Dr Gisele Nyamalibu is a local health worker in the Democratic Republic of Congo (DRC), currently leading the humanitarian response in Bukavu following the volcanic eruption in Goma. Driven by her passion to provide crucial sexual and reproductive healthcare (SRH), she spends her time servicing the refugee community. We spoke to her about why representation and localization are vital in SRH service delivery.
A dedicated advocate of sexual and reproductive health and rights (SRHR), Dr Nyamalibu has observed the many complexities in SRHR service delivery for refugee women. In 2015, while working as a health supervisor in a Burundi refugee camp in Kavimvira, she witnessed flaws in the implementation of aid where SRHR needs were “not taken into account.”

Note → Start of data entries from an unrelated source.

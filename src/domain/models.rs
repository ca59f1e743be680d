use serde::{Deserialize, Serialize};
use std::fmt;
use std::str::FromStr;
use url::Url;

use super::rules::ProxyRules;
use super::{ProxyError, Result};

#[derive(Debug, Clone, Copy, PartialEq, Eq, Hash)]
pub enum ProxyScheme {
    Http,
    Https,
    Socks4,
    Socks5,
}

impl ProxyScheme {
    pub fn as_str(&self) -> &'static str {
        match self {
            ProxyScheme::Http => "http",
            ProxyScheme::Https => "https",
            ProxyScheme::Socks4 => "socks4",
            ProxyScheme::Socks5 => "socks5",
        }
    }

    pub fn default_port(&self) -> u16 {
        match self {
            ProxyScheme::Http => 80,
            ProxyScheme::Https => 443,
            ProxyScheme::Socks4 | ProxyScheme::Socks5 => 1080,
        }
    }

    fn from_uri_scheme(scheme: &str) -> Option<Self> {
        match scheme.to_ascii_lowercase().as_str() {
            "http" => Some(ProxyScheme::Http),
            "https" => Some(ProxyScheme::Https),
            "socks4" => Some(ProxyScheme::Socks4),
            "socks" | "socks5" => Some(ProxyScheme::Socks5),
            _ => None,
        }
    }

    fn pac_keyword(&self) -> &'static str {
        match self {
            ProxyScheme::Http => "PROXY",
            ProxyScheme::Https => "HTTPS",
            ProxyScheme::Socks4 => "SOCKS",
            ProxyScheme::Socks5 => "SOCKS5",
        }
    }
}

/// One candidate in a proxy list: either a direct connection or an upstream proxy.
#[derive(Debug, Clone, PartialEq, Eq, Hash, Serialize, Deserialize)]
#[serde(try_from = "String", into = "String")]
pub enum ProxyServer {
    Direct,
    Upstream {
        scheme: ProxyScheme,
        host: String,
        port: u16,
    },
}

impl ProxyServer {
    pub fn http(host: impl Into<String>, port: u16) -> Self {
        ProxyServer::Upstream {
            scheme: ProxyScheme::Http,
            host: host.into(),
            port,
        }
    }

    pub fn is_direct(&self) -> bool {
        matches!(self, ProxyServer::Direct)
    }


    /// Parse a single entry of a `FindProxyForURL` result, e.g. `PROXY proxy.corp:3128`.
    pub fn from_pac_token(token: &str) -> Result<Self> {
        let mut parts = token.split_whitespace();
        let keyword = parts
            .next()
            .ok_or_else(|| ProxyError::InvalidProxy("empty PAC entry".into()))?
            .to_ascii_uppercase();

        let scheme = match keyword.as_str() {
            "DIRECT" => return Ok(ProxyServer::Direct),
            "PROXY" | "HTTP" => ProxyScheme::Http,
            "HTTPS" => ProxyScheme::Https,
            "SOCKS" | "SOCKS4" => ProxyScheme::Socks4,
            "SOCKS5" => ProxyScheme::Socks5,
            other => return Err(ProxyError::InvalidProxy(format!("unknown PAC keyword {}", other))),
        };

        let authority = parts
            .next()
            .ok_or_else(|| ProxyError::InvalidProxy(format!("missing host after {}", keyword)))?;
        Self::from_authority(scheme, authority)
    }

    fn from_authority(scheme: ProxyScheme, authority: &str) -> Result<Self> {
        let url = Url::parse(&format!("{}://{}", scheme.as_str(), authority))
            .map_err(|e| ProxyError::InvalidProxy(format!("{}: {}", authority, e)))?;

        let host = url
            .host_str()
            .filter(|h| !h.is_empty())
            .ok_or_else(|| ProxyError::InvalidProxy(format!("missing host in {}", authority)))?;

        Ok(ProxyServer::Upstream {
            scheme,
            host: host.to_ascii_lowercase(),
            port: url.port().unwrap_or_else(|| scheme.default_port()),
        })
    }

    pub fn to_pac_string(&self) -> String {
        match self {
            ProxyServer::Direct => "DIRECT".to_string(),
            ProxyServer::Upstream { scheme, host, port } => {
                format!("{} {}:{}", scheme.pac_keyword(), host, port)
            }
        }
    }
}

impl FromStr for ProxyServer {
    type Err = ProxyError;

    /// Accepts URI form (`socks5://host:1080`, `direct://`) or a bare
    /// `host:port`, which means an HTTP proxy.
    fn from_str(s: &str) -> Result<Self> {
        let s = s.trim();
        if s.eq_ignore_ascii_case("direct") || s.eq_ignore_ascii_case("direct://") {
            return Ok(ProxyServer::Direct);
        }

        match s.split_once("://") {
            Some((scheme, authority)) => {
                let scheme = ProxyScheme::from_uri_scheme(scheme)
                    .ok_or_else(|| ProxyError::InvalidProxy(format!("unsupported scheme in {}", s)))?;
                Self::from_authority(scheme, authority.trim_end_matches('/'))
            }
            None => Self::from_authority(ProxyScheme::Http, s),
        }
    }
}

impl TryFrom<String> for ProxyServer {
    type Error = ProxyError;

    fn try_from(value: String) -> Result<Self> {
        value.parse()
    }
}

impl From<ProxyServer> for String {
    fn from(value: ProxyServer) -> Self {
        value.to_string()
    }
}

impl fmt::Display for ProxyServer {
    fn fmt(&self, f: &mut fmt::Formatter<'_>) -> fmt::Result {
        match self {
            ProxyServer::Direct => write!(f, "direct://"),
            ProxyServer::Upstream { scheme, host, port } => write!(f, "{}://{}:{}", scheme.as_str(), host, port),
        }
    }
}

/// Parse a whole `FindProxyForURL` return value. Entries that cannot be
/// parsed are skipped.
pub fn parse_pac_result(result: &str) -> Vec<ProxyServer> {
    result
        .split(';')
        .map(str::trim)
        .filter(|v| !v.is_empty())
        .filter_map(|token| match ProxyServer::from_pac_token(token) {
            Ok(server) => Some(server),
            Err(e) => {
                tracing::warn!("Ignoring PAC entry {:?}: {}", token, e);
                None
            }
        })
        .collect()
}

/// Identifier of an applied configuration. Increases every time the service
/// applies a new configuration.
#[derive(Debug, Clone, Copy, PartialEq, Eq, PartialOrd, Ord, Hash, Default)]
pub struct ConfigId(u64);

impl ConfigId {
    pub const INVALID: ConfigId = ConfigId(0);

    pub fn is_valid(&self) -> bool {
        *self != Self::INVALID
    }

    pub fn next(&self) -> ConfigId {
        ConfigId(self.0 + 1)
    }
}

impl fmt::Display for ConfigId {
    fn fmt(&self, f: &mut fmt::Formatter<'_>) -> fmt::Result {
        if self.is_valid() {
            write!(f, "#{}", self.0)
        } else {
            write!(f, "invalid")
        }
    }
}

/// How proxy information is to be obtained. The mode is always explicit:
/// a direct configuration is `Direct`, never an empty rule set.
#[derive(Debug, Clone, PartialEq, Eq, Serialize, Deserialize)]
#[serde(tag = "mode", rename_all = "snake_case")]
pub enum ProxySettings {
    Direct,
    AutoDetect {
        #[serde(default, skip_serializing_if = "Option::is_none")]
        pac_url: Option<Url>,
        #[serde(default, skip_serializing_if = "Option::is_none")]
        rules: Option<ProxyRules>,
    },
    PacUrl {
        pac_url: Url,
        #[serde(default, skip_serializing_if = "Option::is_none")]
        rules: Option<ProxyRules>,
    },
    Manual {
        rules: ProxyRules,
    },
}

impl Default for ProxySettings {
    fn default() -> Self {
        ProxySettings::Direct
    }
}

impl ProxySettings {
    /// Rules to use once every script source failed.
    pub fn fallback_rules(&self) -> Option<&ProxyRules> {
        match self {
            ProxySettings::Direct => None,
            ProxySettings::AutoDetect { rules, .. } | ProxySettings::PacUrl { rules, .. } => rules.as_ref(),
            ProxySettings::Manual { rules } => Some(rules),
        }
    }

    pub fn name(&self) -> &'static str {
        match self {
            ProxySettings::Direct => "direct",
            ProxySettings::AutoDetect { .. } => "auto-detect",
            ProxySettings::PacUrl { .. } => "pac-url",
            ProxySettings::Manual { .. } => "manual",
        }
    }
}

/// An applied configuration snapshot.
#[derive(Debug, Clone)]
pub struct ProxyConfig {
    pub id: ConfigId,
    pub settings: ProxySettings,
}

impl ProxyConfig {
    pub fn new(id: ConfigId, settings: ProxySettings) -> Self {
        Self { id, settings }
    }

    /// Content comparison, ignoring the identifier.
    pub fn same_content(&self, settings: &ProxySettings) -> bool {
        &self.settings == settings
    }
}

#[derive(Debug, Clone, PartialEq, Eq)]
pub struct PacScript {
    pub url: Url,
    pub body: String,
}

/// Ordered proxy candidates for one URL. The list is never empty and always
/// ends with [`ProxyServer::Direct`].
#[derive(Debug, Clone, PartialEq, Eq)]
pub struct ResolutionResult {
    proxies: Vec<ProxyServer>,
    config_id: ConfigId,
}

impl ResolutionResult {
    pub fn direct() -> Self {
        Self::new(Vec::new(), ConfigId::INVALID)
    }

    pub fn new(mut proxies: Vec<ProxyServer>, config_id: ConfigId) -> Self {
        if proxies.last() != Some(&ProxyServer::Direct) {
            proxies.push(ProxyServer::Direct);
        }
        Self { proxies, config_id }
    }

    pub fn proxies(&self) -> &[ProxyServer] {
        &self.proxies
    }

    pub fn first(&self) -> &ProxyServer {
        &self.proxies[0]
    }

    pub fn config_id(&self) -> ConfigId {
        self.config_id
    }

    pub fn is_direct_only(&self) -> bool {
        self.proxies.len() == 1
    }

    /// Move candidates for which `is_bad` holds behind the good ones. The
    /// trailing direct entry stays last.
    pub fn deprioritize<F>(&mut self, is_bad: F)
    where
        F: Fn(&ProxyServer) -> bool,
    {
        let sentinel = self.proxies.pop();
        let (good, bad): (Vec<_>, Vec<_>) = self
            .proxies
            .drain(..)
            .partition(|p| p.is_direct() || !is_bad(p));
        self.proxies = good;
        self.proxies.extend(bad);
        self.proxies.extend(sentinel);
    }

    /// Drop the head candidate after it failed and return it.
    pub fn fallback(&mut self) -> Result<ProxyServer> {
        if self.is_direct_only() {
            return Err(ProxyError::AllProxiesExhausted);
        }
        Ok(self.proxies.remove(0))
    }
}

impl fmt::Display for ResolutionResult {
    fn fmt(&self, f: &mut fmt::Formatter<'_>) -> fmt::Result {
        let entries: Vec<String> = self.proxies.iter().map(|p| p.to_pac_string()).collect();
        write!(f, "{}", entries.join("; "))
    }
}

“Sometimes sexual and reproductive services are not a priority according to the actors who intervene in this sector, and for me, I found that it’s an aspect that is being neglected. Perhaps it’s not seen as a priority, and yet it really is.”
A unique insight into the needs of the vulnerable
Years of experience working with refugee women and children in camps has given Dr Nyamalibu insight into the reproductive healthcare needs of vulnerable displaced women. “There were cases of young girls who were raped in the refugee camps, and others who became pregnant in the camps. There were women who did not know how to control their fertility and who did not know how to plan their birth and became pregnant in the camps. A woman comes as a refugee, in a difficult situation with children, and gets pregnant in the camp because there was no family planning service.”
The DRC-born medical doctor was drawn to SRHR to bridge the gap in service delivery. “There was no service to deal with cases of rape and sexual abuse that occurred among refugees, and from that I said to myself: no, this is a sector that many actors ignore but which is really important.”